Task description: From the data below, set down exactly the lines between the one holding "to their governing" and the one holding "type EdgeIndex = HashMap<&'static", inclusive, and no others.

(Collected data)
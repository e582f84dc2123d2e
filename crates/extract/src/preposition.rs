//! Preposition-mediated relation extraction.
//!
//! Walks `nmod:<prep>` edges, confirms the surface preposition through the
//! noun's `case` dependent (joined across `mwe` continuations for multi-word
//! forms like "in front of"), attaches verb-like sources to their governing
//! subjects, and finally expands the results across `conj:and` coordination.

use std::collections::{HashMap, HashSet};

use annotate::AnnotatedSentence;

use crate::labels::{ACL, CASE, CONJ_AND, MWE, NMOD_PREFIX, NSUBJ};
use crate::schema::Relation;

/// Auxiliary edge index: label -> governing token -> dependent tokens.
type EdgeIndex = HashMap<&'static str, HashMap<usize, Vec<usize>>>;

/// An extracted triple still in the parser's 1-based convention; conversion
/// to 0-based happens once, in `expand`.
type RawRelation = (usize, Vec<usize>, usize);

const INDEXED_LABELS: [&str; 5] = [CASE, MWE, ACL, NSUBJ, CONJ_AND];

/// Extract preposition-mediated relations from one sentence.
///
/// `excluded` lists the prepositions whose `nmod:<prep>` edges are skipped
/// entirely ("of" belongs to the possessive rewriter; "for" is unmodeled).
/// Indices in the returned relations are 0-based.
pub fn extract(sentence: &AnnotatedSentence, excluded: &HashSet<String>) -> HashSet<Relation> {
    let index = index_edges(sentence);
    let mut raw: Vec<RawRelation> = Vec::new();

    for edge in &sentence.edges {
        let Some(preposition) = edge.relation.strip_prefix(NMOD_PREFIX) else {
            continue;
        };
        if excluded.contains(preposition) {
            continue;
        }
        // the modified token must be a noun
        if !sentence.is_noun(edge.target) {
            continue;
        }
        // recover the literal preposition token(s); if the surface form
        // cannot be confirmed, skip this edge rather than fail the sentence
        let Some(predicate) = resolve_preposition(sentence, &index, edge.target, preposition)
        else {
            continue;
        };

        if sentence.is_noun(edge.source) {
            // simple prepositional relation: "park in front of lake"
            raw.push((edge.source, predicate, edge.target));
        } else {
            // verb-like source: relations run from its governing subjects,
            // first matching label wins
            for label in [ACL, NSUBJ] {
                let Some(subjects) = index[label].get(&edge.source) else {
                    continue;
                };
                // a verb immediately preceding the preposition joins the
                // predicate: "looked at"
                let predicate: Vec<usize> = if edge.source + 1 == predicate[0] {
                    std::iter::once(edge.source)
                        .chain(predicate.iter().copied())
                        .collect()
                } else {
                    predicate.clone()
                };
                for &subject in subjects {
                    raw.push((subject, predicate.clone(), edge.target));
                }
                break;
            }
        }
    }

    expand(&index, raw)
}

fn index_edges(sentence: &AnnotatedSentence) -> EdgeIndex {
    let mut index: EdgeIndex = INDEXED_LABELS
        .iter()
        .map(|&label| (label, HashMap::new()))
        .collect();

    for edge in &sentence.edges {
        let Some(by_governor) = index.get_mut(edge.relation.as_str()) else {
            continue;
        };
        // acl hangs the clause under the noun; swap so the verb governs,
        // matching the verb extractor's reading
        let (source, target) = if edge.relation == ACL {
            (edge.target, edge.source)
        } else {
            (edge.source, edge.target)
        };
        by_governor.entry(source).or_default().push(target);
    }

    index
}

/// Recover the literal preposition token(s) below a modified noun.
///
/// Each `case` dependent of the noun is a candidate. A candidate heading a
/// `mwe` chain is compared in its underscore-joined multi-word form
/// ("in front of" -> "in_front_of"), and a partial chain that does not
/// reproduce the label is no match. Returns the token indices of the first
/// candidate whose surface form equals the label's preposition.
fn resolve_preposition(
    sentence: &AnnotatedSentence,
    index: &EdgeIndex,
    noun: usize,
    preposition: &str,
) -> Option<Vec<usize>> {
    for &case in index[CASE].get(&noun)? {
        let mut tokens = vec![case];
        let surface = match index[MWE].get(&case) {
            Some(continuation) => {
                tokens.extend(continuation);
                tokens
                    .iter()
                    .map(|&token| sentence.word(token))
                    .collect::<Vec<_>>()
                    .join("_")
            }
            None => sentence.word(case).to_string(),
        };
        if surface == preposition {
            return Some(tokens);
        }
    }
    None
}

/// Expand raw relations across `conj:and` coordination and convert token
/// indices to the 0-based output convention. Duplicates from independent
/// derivation paths collapse here.
fn expand(index: &EdgeIndex, raw: Vec<RawRelation>) -> HashSet<Relation> {
    let conj = &index[CONJ_AND];
    let mut relations = HashSet::new();

    for (subject, predicate, object) in raw {
        let subjects = coordinated(conj, subject);
        let objects = coordinated(conj, object);
        let predicate: Vec<usize> = predicate.iter().map(|&token| token - 1).collect();

        for &subject in &subjects {
            for &object in &objects {
                relations.insert(Relation::new(subject - 1, predicate.clone(), object - 1));
            }
        }
    }

    relations
}

/// A token plus everything coordinated with it ("cats and dogs").
fn coordinated(conj: &HashMap<usize, Vec<usize>>, token: usize) -> Vec<usize> {
    let mut tokens = vec![token];
    if let Some(parallel) = conj.get(&token) {
        tokens.extend(parallel);
    }
    tokens
}

#[cfg(test)]
mod tests {
    use super::*;
    use crate::testutil::sentence;

    fn default_excluded() -> HashSet<String> {
        ["of", "for"].iter().map(|s| s.to_string()).collect()
    }

    #[test]
    fn test_noun_to_noun_preposition() {
        // "a park near the lake"
        let parsed = sentence(
            &[
                ("a", "DT"),
                ("park", "NN"),
                ("near", "IN"),
                ("the", "DT"),
                ("lake", "NN"),
            ],
            &[("case", 5, 3), ("nmod:near", 2, 5)],
        );

        let relations = extract(&parsed, &default_excluded());
        assert_eq!(relations.len(), 1);
        assert!(relations.contains(&Relation::new(1, vec![2], 4)));
    }

    #[test]
    fn test_multi_word_preposition() {
        // "a park in front of the lake": the mwe chain joins to
        // "in_front_of", matching the nmod label's suffix exactly
        let parsed = sentence(
            &[
                ("a", "DT"),
                ("park", "NN"),
                ("in", "IN"),
                ("front", "NN"),
                ("of", "IN"),
                ("the", "DT"),
                ("lake", "NN"),
            ],
            &[
                ("case", 7, 3),
                ("mwe", 3, 4),
                ("mwe", 3, 5),
                ("nmod:in_front_of", 2, 7),
            ],
        );

        let relations = extract(&parsed, &default_excluded());
        assert_eq!(relations.len(), 1);
        assert!(relations.contains(&Relation::new(1, vec![2, 3, 4], 6)));
    }

    #[test]
    fn test_partial_mwe_chain_is_skipped() {
        // only two of the three tokens are chained, so the joined form
        // "in_front" does not reproduce the label and the edge is dropped
        let parsed = sentence(
            &[
                ("a", "DT"),
                ("park", "NN"),
                ("in", "IN"),
                ("front", "NN"),
                ("of", "IN"),
                ("the", "DT"),
                ("lake", "NN"),
            ],
            &[("case", 7, 3), ("mwe", 3, 4), ("nmod:in_front_of", 2, 7)],
        );

        assert!(extract(&parsed, &default_excluded()).is_empty());
    }

    #[test]
    fn test_verb_source_concatenates_predicate() {
        // "She looked at the sky": the verb immediately precedes the
        // preposition, so the predicate becomes "looked at"
        let parsed = sentence(
            &[
                ("She", "PRP"),
                ("looked", "VBD"),
                ("at", "IN"),
                ("the", "DT"),
                ("sky", "NN"),
            ],
            &[("nsubj", 2, 1), ("case", 5, 3), ("nmod:at", 2, 5)],
        );

        let relations = extract(&parsed, &default_excluded());
        assert_eq!(relations.len(), 1);
        assert!(relations.contains(&Relation::new(0, vec![1, 2], 4)));
    }

    #[test]
    fn test_verb_source_without_adjacency_keeps_preposition_only() {
        // "She looked quietly at the sky": token 3 separates verb and
        // preposition, so the predicate stays the bare preposition
        let parsed = sentence(
            &[
                ("She", "PRP"),
                ("looked", "VBD"),
                ("quietly", "RB"),
                ("at", "IN"),
                ("the", "DT"),
                ("sky", "NN"),
            ],
            &[("nsubj", 2, 1), ("case", 6, 4), ("nmod:at", 2, 6)],
        );

        let relations = extract(&parsed, &default_excluded());
        assert_eq!(relations.len(), 1);
        assert!(relations.contains(&Relation::new(0, vec![3], 5)));
    }

    #[test]
    fn test_verb_source_without_subject_is_skipped() {
        // "The book is on the table." with nothing attaching "is" as a
        // governed clause or subject: no relation can anchor, edge dropped
        let parsed = sentence(
            &[
                ("The", "DT"),
                ("book", "NN"),
                ("is", "VBZ"),
                ("on", "IN"),
                ("the", "DT"),
                ("table", "NN"),
                (".", "."),
            ],
            &[("case", 6, 4), ("nmod:on", 3, 6)],
        );

        assert!(extract(&parsed, &default_excluded()).is_empty());
    }

    #[test]
    fn test_excluded_prepositions_are_skipped() {
        let parsed = sentence(
            &[
                ("a", "DT"),
                ("group", "NN"),
                ("of", "IN"),
                ("people", "NNS"),
            ],
            &[("case", 4, 3), ("nmod:of", 2, 4)],
        );
        assert!(extract(&parsed, &default_excluded()).is_empty());

        // an empty exclusion set lets the same edge through
        let relations = extract(&parsed, &HashSet::new());
        assert_eq!(relations.len(), 1);
        assert!(relations.contains(&Relation::new(1, vec![2], 3)));
    }

    #[test]
    fn test_non_noun_target_is_skipped() {
        let parsed = sentence(
            &[("park", "NN"), ("near", "IN"), ("running", "VBG")],
            &[("case", 3, 2), ("nmod:near", 1, 3)],
        );
        assert!(extract(&parsed, &default_excluded()).is_empty());
    }

    #[test]
    fn test_missing_case_edge_is_skipped() {
        let parsed = sentence(
            &[("park", "NN"), ("near", "IN"), ("lake", "NN")],
            &[("nmod:near", 1, 3)],
        );
        assert!(extract(&parsed, &default_excluded()).is_empty());
    }

    #[test]
    fn test_case_word_mismatch_is_skipped() {
        // the case dependent reads "by", not the label's "near"
        let parsed = sentence(
            &[("park", "NN"), ("by", "IN"), ("lake", "NN")],
            &[("case", 3, 2), ("nmod:near", 1, 3)],
        );
        assert!(extract(&parsed, &default_excluded()).is_empty());
    }

    #[test]
    fn test_conjunction_expands_subjects_and_objects() {
        // "parks and gardens near the lake and the river"
        let parsed = sentence(
            &[
                ("parks", "NNS"),
                ("and", "CC"),
                ("gardens", "NNS"),
                ("near", "IN"),
                ("the", "DT"),
                ("lake", "NN"),
                ("and", "CC"),
                ("the", "DT"),
                ("river", "NN"),
            ],
            &[
                ("conj:and", 1, 3),
                ("case", 6, 4),
                ("nmod:near", 1, 6),
                ("conj:and", 6, 9),
            ],
        );

        let relations = extract(&parsed, &default_excluded());
        assert_eq!(relations.len(), 4);
        for subject in [0, 2] {
            for object in [5, 8] {
                assert!(relations.contains(&Relation::new(subject, vec![3], object)));
            }
        }
    }
}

Written response:
//! forms like "in front of"), attaches verb-like sources to their governing
//! subjects, and finally expands the results across `conj:and` coordination.

use std::collections::{HashMap, HashSet};

use annotate::AnnotatedSentence;

use crate::labels::{ACL, CASE, CONJ_AND, MWE, NMOD_PREFIX, NSUBJ};
use crate::schema::Relation;

/// Auxiliary edge index: label -> governing token -> dependent tokens.
type EdgeIndex = HashMap<&'static str, HashMap<usize, Vec<usize>>>;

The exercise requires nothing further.